*** Records shown ***

//! Heading, variation, course and position from NMEA 0183 over UDP, and
//! from the radar itself when the scanner has a heading sensor attached.

use atomic_float::AtomicF64;
use enum_primitive_derive::Primitive;
use nmea_parser::*;
use num_traits::FromPrimitive;
use std::{
    io::ErrorKind,
    net::SocketAddrV4,
    sync::Arc,
    sync::atomic::{AtomicU8, AtomicU64, Ordering},
    time::Duration,
};
use strum::Display;
use tokio::{net::UdpSocket, time::sleep};
use tokio_graceful_shutdown::SubsystemHandle;

use crate::network::create_udp_listen;
use crate::radar::transform::mod_degrees;
use crate::radar::{RadarError, RadarSystemState, Timestamp};

pub const HEADING_TIMEOUT: Duration = Duration::from_secs(10);
pub const VARIATION_TIMEOUT: Duration = Duration::from_secs(600);
pub const POSITION_TIMEOUT: Duration = Duration::from_secs(60);

#[derive(Debug, Clone, Copy, PartialEq, Eq, Display, Primitive)]
pub enum HeadingSource {
    None = 0,
    Radar = 1,
    Hdt = 2,
    Hdm = 3,
    Cog = 4,
}

/// A value with the time it was last set. NaN means never set.
struct Fix {
    value: AtomicF64,
    timestamp: AtomicU64,
}

impl Fix {
    fn new() -> Self {
        Fix {
            value: AtomicF64::new(f64::NAN),
            timestamp: AtomicU64::new(0),
        }
    }

    fn set(&self, value: Option<f64>, now: Timestamp) {
        match value {
            Some(v) if v.is_finite() => {
                self.value.store(v, Ordering::Release);
                self.timestamp.store(now, Ordering::Release);
            }
            _ => {}
        }
    }

    fn get(&self, now: Timestamp, timeout: Duration) -> Option<f64> {
        let v = self.value.load(Ordering::Acquire);
        if v.is_nan() {
            return None;
        }
        let t = self.timestamp.load(Ordering::Acquire);
        if now.saturating_sub(t) > timeout.as_millis() as u64 {
            return None;
        }
        Some(v)
    }

    fn age(&self, now: Timestamp) -> Option<Duration> {
        if self.value.load(Ordering::Acquire).is_nan() {
            return None;
        }
        Some(Duration::from_millis(
            now.saturating_sub(self.timestamp.load(Ordering::Acquire)),
        ))
    }
}

#[derive(Debug, Clone, Copy, PartialEq)]
pub struct GeoPosition {
    pub lat: f64,
    pub lon: f64,
}

pub struct NavigationData {
    radar_heading: Fix,
    heading_true: Fix,
    heading_magnetic: Fix,
    variation: Fix,
    cog: Fix,
    latitude: Fix,
    longitude: Fix,
    source: AtomicU8,
}

impl NavigationData {
    pub fn new() -> Self {
        NavigationData {
            radar_heading: Fix::new(),
            heading_true: Fix::new(),
            heading_magnetic: Fix::new(),
            variation: Fix::new(),
            cog: Fix::new(),
            latitude: Fix::new(),
            longitude: Fix::new(),
            source: AtomicU8::new(HeadingSource::None as u8),
        }
    }

    pub fn set_radar_heading(&self, heading: f64, now: Timestamp) {
        self.radar_heading.set(Some(heading), now);
    }

    pub fn set_heading_true(&self, heading: Option<f64>, now: Timestamp) {
        self.heading_true.set(heading, now);
    }

    pub fn set_heading_magnetic(&self, heading: Option<f64>, now: Timestamp) {
        self.heading_magnetic.set(heading, now);
    }

    /// East is positive.
    pub fn set_variation(&self, variation: Option<f64>, now: Timestamp) {
        self.variation.set(variation, now);
    }

    pub fn set_cog(&self, cog: Option<f64>, now: Timestamp) {
        self.cog.set(cog, now);
    }

    pub fn set_position(&self, lat: Option<f64>, lon: Option<f64>, now: Timestamp) {
        if let (Some(lat), Some(lon)) = (lat, lon) {
            self.latitude.set(Some(lat), now);
            self.longitude.set(Some(lon), now);
        }
    }

    pub fn position(&self, now: Timestamp) -> Option<GeoPosition> {
        match (
            self.latitude.get(now, POSITION_TIMEOUT),
            self.longitude.get(now, POSITION_TIMEOUT),
        ) {
            (Some(lat), Some(lon)) => Some(GeoPosition { lat, lon }),
            _ => None,
        }
    }

    /// How long ago the last position came in.
    pub fn position_age(&self, now: Timestamp) -> Option<Duration> {
        self.latitude.age(now)
    }

    /// Best available true heading. The radar's own heading sensor wins over
    /// HDT, which wins over HDM with variation, which wins over COG.
    pub fn heading(&self, now: Timestamp) -> Option<(f64, HeadingSource)> {
        let found = if let Some(h) = self.radar_heading.get(now, HEADING_TIMEOUT) {
            Some((h, HeadingSource::Radar))
        } else if let Some(h) = self.heading_true.get(now, HEADING_TIMEOUT) {
            Some((h, HeadingSource::Hdt))
        } else if let (Some(h), Some(v)) = (
            self.heading_magnetic.get(now, HEADING_TIMEOUT),
            self.variation.get(now, VARIATION_TIMEOUT),
        ) {
            Some((mod_degrees(h + v), HeadingSource::Hdm))
        } else {
            self.cog
                .get(now, HEADING_TIMEOUT)
                .map(|c| (c, HeadingSource::Cog))
        };

        let source = found.map(|(_, s)| s).unwrap_or(HeadingSource::None);
        let previous = self.source.swap(source as u8, Ordering::AcqRel);
        if previous != source as u8 {
            let previous = HeadingSource::from_u8(previous).unwrap_or(HeadingSource::None);
            if source == HeadingSource::None {
                log::warn!("Heading source {} lost", previous);
            } else {
                log::info!("Heading source {} -> {}", previous, source);
            }
        }
        found.map(|(h, s)| (mod_degrees(h), s))
    }

    pub fn heading_source(&self) -> HeadingSource {
        HeadingSource::from_u8(self.source.load(Ordering::Acquire)).unwrap_or(HeadingSource::None)
    }
}
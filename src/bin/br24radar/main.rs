extern crate tokio;

use br24radar::radar::RadarError;
use br24radar::{Cli, PACKAGE, VERSION, start_session};
use clap::Parser;
use env_logger::Env;
use log::info;
use miette::Result;
use std::time::Duration;
use tokio_graceful_shutdown::{SubsystemBuilder, SubsystemHandle, Toplevel};

#[tokio::main]
async fn main() -> Result<()> {
    let args = Cli::parse();

    let log_level = args.verbose.log_level_filter();
    env_logger::Builder::from_env(Env::default())
        .filter_level(log_level)
        .init();

    info!("{} {} loglevel {}", PACKAGE, VERSION, log_level);

    Toplevel::new(|s| async move {
        s.start(SubsystemBuilder::new(
            "Radar",
            |a: SubsystemHandle| async move {
                let _session = start_session(&a, args)?;
                a.on_shutdown_requested().await;
                Ok::<(), RadarError>(())
            },
        ));
    })
    .catch_signals()
    .handle_shutdown_requests(Duration::from_millis(5000))
    .await
    .map_err(Into::into)
}
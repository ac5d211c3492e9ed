use directories::ProjectDirs;
use log::{debug, info, warn};
use serde::{Deserialize, Serialize};
use serde_repr::{Deserialize_repr, Serialize_repr};
use serde_with::{DurationSeconds, serde_as};
use std::error::Error;
use std::fs;
use std::fs::File;
use std::io::{BufReader, BufWriter, Write};
use std::path::PathBuf;
use std::time::Duration;

use crate::radar::RadarError;
use crate::radar::guard::GuardZone;
use crate::radar::range::RangeUnits;
use crate::radar::render::MAX_TRANSPARENCY;

pub fn get_project_dirs() -> Option<ProjectDirs> {
    directories::ProjectDirs::from("net", "br24radar", "br24radar")
}

/// Color ladder used to classify intensities.
#[derive(Debug, Clone, Copy, PartialEq, Eq, Default, Serialize_repr, Deserialize_repr)]
#[repr(u8)]
pub enum DisplayOption {
    #[default]
    Monocolor = 0,
    MultiColor = 1,
    MultiColorWide = 2,
}

impl DisplayOption {
    /// Intensities at or below this never get a color.
    pub const TARGET_THRESHOLD: u8 = 50;

    /// Weakest intensity that still gets a color. The ladders differ only in
    /// their upper steps, so every option shares the same floor.
    pub fn target_threshold(&self) -> u8 {
        Self::TARGET_THRESHOLD
    }
}

#[derive(Debug, Clone, Copy, PartialEq, Eq, Default, Serialize_repr, Deserialize_repr)]
#[repr(u8)]
pub enum DisplayMode {
    /// Stabilized overlay on top of the chart
    #[default]
    Overlay = 0,
    /// Head up scope on a black background
    Standalone = 1,
    /// Intensity histogram
    Spectrum = 2,
}

impl DisplayMode {
    pub fn is_head_up(&self) -> bool {
        *self == DisplayMode::Standalone
    }
}

#[derive(Serialize, Deserialize, Debug, Default, Clone, PartialEq)]
#[serde(rename_all = "camelCase", default)]
pub struct UnitSettings {
    pub auto_range: bool,
    pub guard_zones: [GuardZone; 2],
}

#[serde_as]
#[derive(Serialize, Deserialize, Debug, Clone, PartialEq)]
#[serde(rename_all = "camelCase", default)]
pub struct Settings {
    pub range_units: RangeUnits,
    pub display_option: DisplayOption,
    pub display_mode: DisplayMode,
    pub transparency: u8,
    #[serde_as(as = "DurationSeconds<u64>")]
    pub max_scan_age: Duration,
    pub heading_correction: f64,
    pub range_calibration: f64,
    pub refresh_rate: u8,
    pub dual_radar: bool,
    pub master_mode: bool,
    pub multi_sweep_filter: bool,
    pub guard_alarm_threshold: u32,
    pub units: [UnitSettings; 2],
}

impl Default for Settings {
    fn default() -> Self {
        Settings {
            range_units: RangeUnits::NauticalMiles,
            display_option: DisplayOption::Monocolor,
            display_mode: DisplayMode::Overlay,
            transparency: 5,
            max_scan_age: Duration::from_secs(6),
            heading_correction: 0.,
            range_calibration: 1.,
            refresh_rate: 1,
            dual_radar: false,
            master_mode: false,
            multi_sweep_filter: false,
            guard_alarm_threshold: 0,
            units: Default::default(),
        }
    }
}

const MAX_REFRESH_RATE: u8 = 5;
const MAX_SCAN_AGE: Duration = Duration::from_secs(60);

impl Settings {
    /// Bring values from an edited or older settings file back within limits.
    pub fn clamp(&mut self) {
        if self.transparency >= MAX_TRANSPARENCY {
            warn!(
                "transparency {} out of range, using {}",
                self.transparency,
                MAX_TRANSPARENCY - 1
            );
            self.transparency = MAX_TRANSPARENCY - 1;
        }
        if self.refresh_rate < 1 || self.refresh_rate > MAX_REFRESH_RATE {
            let r = self.refresh_rate.clamp(1, MAX_REFRESH_RATE);
            warn!("refresh rate {} out of range, using {}", self.refresh_rate, r);
            self.refresh_rate = r;
        }
        if self.max_scan_age.is_zero() || self.max_scan_age > MAX_SCAN_AGE {
            let d = self.max_scan_age.clamp(Duration::from_secs(1), MAX_SCAN_AGE);
            warn!("max scan age {:?} out of range, using {:?}", self.max_scan_age, d);
            self.max_scan_age = d;
        }
        if !self.heading_correction.is_finite() || self.heading_correction.abs() > 180. {
            let h = if self.heading_correction.is_finite() {
                (self.heading_correction + 180.).rem_euclid(360.) - 180.
            } else {
                0.
            };
            warn!(
                "heading correction {} out of range, using {}",
                self.heading_correction, h
            );
            self.heading_correction = h;
        }
        if !self.range_calibration.is_finite()
            || self.range_calibration < 0.5
            || self.range_calibration > 2.
        {
            let c = if self.range_calibration.is_finite() {
                self.range_calibration.clamp(0.5, 2.)
            } else {
                1.
            };
            warn!(
                "range calibration {} out of range, using {}",
                self.range_calibration, c
            );
            self.range_calibration = c;
        }
        for unit in self.units.iter_mut() {
            for zone in unit.guard_zones.iter_mut() {
                zone.clamp();
            }
        }
    }

    pub fn refresh_interval(&self, tick: Duration) -> Duration {
        tick / self.refresh_rate.max(1) as u32
    }
}

#[derive(Debug, Clone)]
pub struct Persistence {
    pub settings: Settings,
    path: PathBuf,
}

impl Persistence {
    /// Load settings from `path`, or from `settings.json` in the platform
    /// config directory.
    pub fn new(path: Option<PathBuf>) -> Result<Self, RadarError> {
        let path = match path {
            Some(p) => p,
            None => {
                let project_dirs = get_project_dirs()
                    .ok_or(RadarError::Config("Cannot find project directories".into()))?;
                let mut settings_path = project_dirs.config_dir().to_owned();
                fs::create_dir_all(&settings_path).map_err(|e| {
                    RadarError::Config(format!(
                        "Cannot create settings directory '{}': {}",
                        settings_path.display(),
                        e
                    ))
                })?;
                settings_path.push("settings.json");
                settings_path
            }
        };

        let mut this = Persistence {
            settings: Settings::default(),
            path,
        };

        this.load();
        debug!("persistence loaded: {:?}", this);

        Ok(this)
    }

    fn load(&mut self) {
        let file = match File::open(&self.path) {
            Err(e) => {
                warn!(
                    "no config '{}' yet; starting fresh: {}",
                    &self.path.display(),
                    e
                );

                self.save();
                return;
            }
            Ok(f) => f,
        };

        let reader = BufReader::new(file);

        match serde_json::from_reader::<_, Settings>(reader) {
            Ok(mut settings) => {
                settings.clamp();
                self.settings = settings;
                info!("Loaded config from '{}'", &self.path.display());
            }
            Err(e) => {
                warn!(
                    "Config '{}' corrupted; starting fresh: {}",
                    &self.path.display(),
                    e
                );
            }
        };
    }

    fn saver(&self) -> Result<(), Box<dyn Error>> {
        let file = File::create(&self.path)?;

        let mut writer = BufWriter::new(&file);

        serde_json::to_writer_pretty(writer.by_ref(), &self.settings)?;
        writeln!(writer)?;
        writer.flush()?;

        info!("Written config file '{}'", &self.path.display());
        Ok(())
    }

    fn save(&self) {
        if let Err(e) = self.saver() {
            warn!("cannot store config '{}': {}", &self.path.display(), e);
        }
    }

    /// Write `settings` to disk if they differ from what is stored.
    pub fn store(&mut self, settings: &Settings) {
        if self.settings != *settings {
            self.settings = settings.clone();
            self.save();
        }
    }
}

*** End of Records shown ***

* _Task to complete_: Check each line of the entries above, and show every one holding the word "info".

* _Written solution_:
                log::info!("Heading source {} -> {}", previous, source);
use log::info;
    info!("{} {} loglevel {}", PACKAGE, VERSION, log_level);
use log::{debug, info, warn};
                info!("Loaded config from '{}'", &self.path.display());
        info!("Written config file '{}'", &self.path.display());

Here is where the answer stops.